He visto una película este fin de semana que me ha emocionado y sorprendido gratamente hasta casi dejarme sin aliento. Reconozco que siempre me he sentido atraído por el cine, por el glamoroso y trepidante séptimo arte llevado a la gran pantalla y creo que nunca renunciaría a presenciar una buena película, pero he descubierto en los libros una sensación que en ocasiones supera a las proyecciones.

Una buena historia que te cautiva y atrapa, que te hace revivir sentimientos adormecidos, que te transporta a una época soñada y recrea en cientos de minúsculos detalles todo el clima, el olor y el sabor de los sueños.

Un libro que puede hacerte flotar sobre la cotidiana rutina hasta hacerte perder la noción del tiempo mientras tu taza se enfría. Una lectura en la que tú mismo escoges la música, la forma y el sentido y en la que tu propia imaginación sobrevuela por encima del papel hasta llevar el relato mucho más lejos de lo que lo haría el ajustado presupuesto de un largometraje.

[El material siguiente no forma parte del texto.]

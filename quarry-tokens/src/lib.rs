//! Token accounting: per-model-family estimation and budget warnings.
//!
//! Mirrors `quarry-context::SlidingWindow`'s "rough estimate: N chars per
//! token" idiom, but dispatches on a model-family lookup table instead of
//! one fixed ratio — `gpt-*` and `claude-*` models tokenize English text
//! differently than `granite-*` ones do.

#![deny(missing_docs)]

use serde::{Deserialize, Serialize};

/// `(model id prefix, chars per token)`, checked in order; the first
/// prefix match wins. Ratios are rough estimates, not exact tokenizer
/// output — good enough for budget checks, not for billing.
const CHARS_PER_TOKEN_TABLE: &[(&str, f64)] = &[
    ("gpt-", 4.0),
    ("claude-", 3.6),
    ("granite", 3.8),
    ("llama", 4.2),
    ("gemini", 4.0),
];

/// Fallback ratio when no table entry matches the model id.
const DEFAULT_CHARS_PER_TOKEN: f64 = 4.0;

/// Estimate the token count of `text` for the given model id.
///
/// ```
/// use quarry_tokens::estimate_tokens;
///
/// let granite = estimate_tokens("hello there", "ibm/granite-3-8b-instruct");
/// let gpt = estimate_tokens("hello there", "gpt-4o-mini");
/// assert!(granite >= gpt);
/// ```
pub fn estimate_tokens(text: &str, model: &str) -> u64 {
    let ratio = chars_per_token(model);
    ((text.len() as f64) / ratio).ceil() as u64
}

fn chars_per_token(model: &str) -> f64 {
    CHARS_PER_TOKEN_TABLE
        .iter()
        .find(|(prefix, _)| model.starts_with(prefix) || model.contains(prefix))
        .map(|(_, ratio)| *ratio)
        .unwrap_or(DEFAULT_CHARS_PER_TOKEN)
}

/// How urgently a [`TokenWarning`] should be acted on.
#[derive(Debug, Clone, Copy, PartialEq, Eq, PartialOrd, Ord, Serialize, Deserialize)]
#[serde(rename_all = "snake_case")]
pub enum WarningSeverity {
    /// Context window usage is elevated but not yet a problem.
    Info,
    /// Context window usage is high; summarization or truncation is advised soon.
    Warning,
    /// Context window is nearly exhausted; the next call may fail or truncate badly.
    Critical,
}

/// A budget warning: how bad things are, and what to do about it.
#[derive(Debug, Clone, Serialize, Deserialize)]
pub struct TokenWarning {
    /// How urgent this warning is.
    pub severity: WarningSeverity,
    /// Human-readable description of the pressure.
    pub message: String,
    /// A concrete next action (e.g. "summarize", "truncate_oldest").
    pub suggested_action: String,
}

/// Fraction of `limit` at which a [`WarningSeverity::Warning`] is raised.
pub const WARNING_THRESHOLD: f64 = 0.8;
/// Fraction of `limit` at which a [`WarningSeverity::Critical`] is raised.
pub const CRITICAL_THRESHOLD: f64 = 0.95;

/// Check `used` tokens against `limit`, returning a warning if usage has
/// crossed [`WARNING_THRESHOLD`] or [`CRITICAL_THRESHOLD`]. Returns `None`
/// below the warning threshold.
pub fn check_budget(used: u64, limit: u64) -> Option<TokenWarning> {
    if limit == 0 {
        return Some(TokenWarning {
            severity: WarningSeverity::Critical,
            message: "token budget limit is zero".into(),
            suggested_action: "configure a non-zero context_window_size".into(),
        });
    }

    let fraction = used as f64 / limit as f64;

    if fraction >= CRITICAL_THRESHOLD {
        Some(TokenWarning {
            severity: WarningSeverity::Critical,
            message: format!("context window {:.0}% full ({used}/{limit} tokens)", fraction * 100.0),
            suggested_action: "summarize".into(),
        })
    } else if fraction >= WARNING_THRESHOLD {
        Some(TokenWarning {
            severity: WarningSeverity::Warning,
            message: format!("context window {:.0}% full ({used}/{limit} tokens)", fraction * 100.0),
            suggested_action: "truncate_oldest".into(),
        })
    } else {
        None
    }
}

 Las películas fueron primero un guión escrito, pero después te lo dan todo hecho, las imágenes ya se han escogido y montado en cierto orden coherente, en cambio durante la lectura, tu mente no conoce obstáculos y cada vez las percepciones pueden ser distintas e incluso mejores. Nadie suele dormir abrazado a una película, pero sí a un libro. Las páginas se arrugan se manchan se pasean por tu vida y a veces ocultan pequeños recuerdos: una flor, un ticket de metro, el teléfono de la persona amada, el olor de su perfume…

 En la lectura recuperamos la armonía que las preocupaciones nos arrebatan, sacia nuestro sentido inmaterial y nos devuelve a la parte más dulce de nuestro pasado para reencontrarnos de nuevo con todo lo que no fuimos y que siempre habíamos deseado.

Los libros dejan huella, no se olvidan, reconstruyen los fragmentos de la añoranza y siembran de frases cada uno de nuestros silencios.

 Te recomiendo que –aunque siempre puedes ir al cine- no abandones nunca la lectura.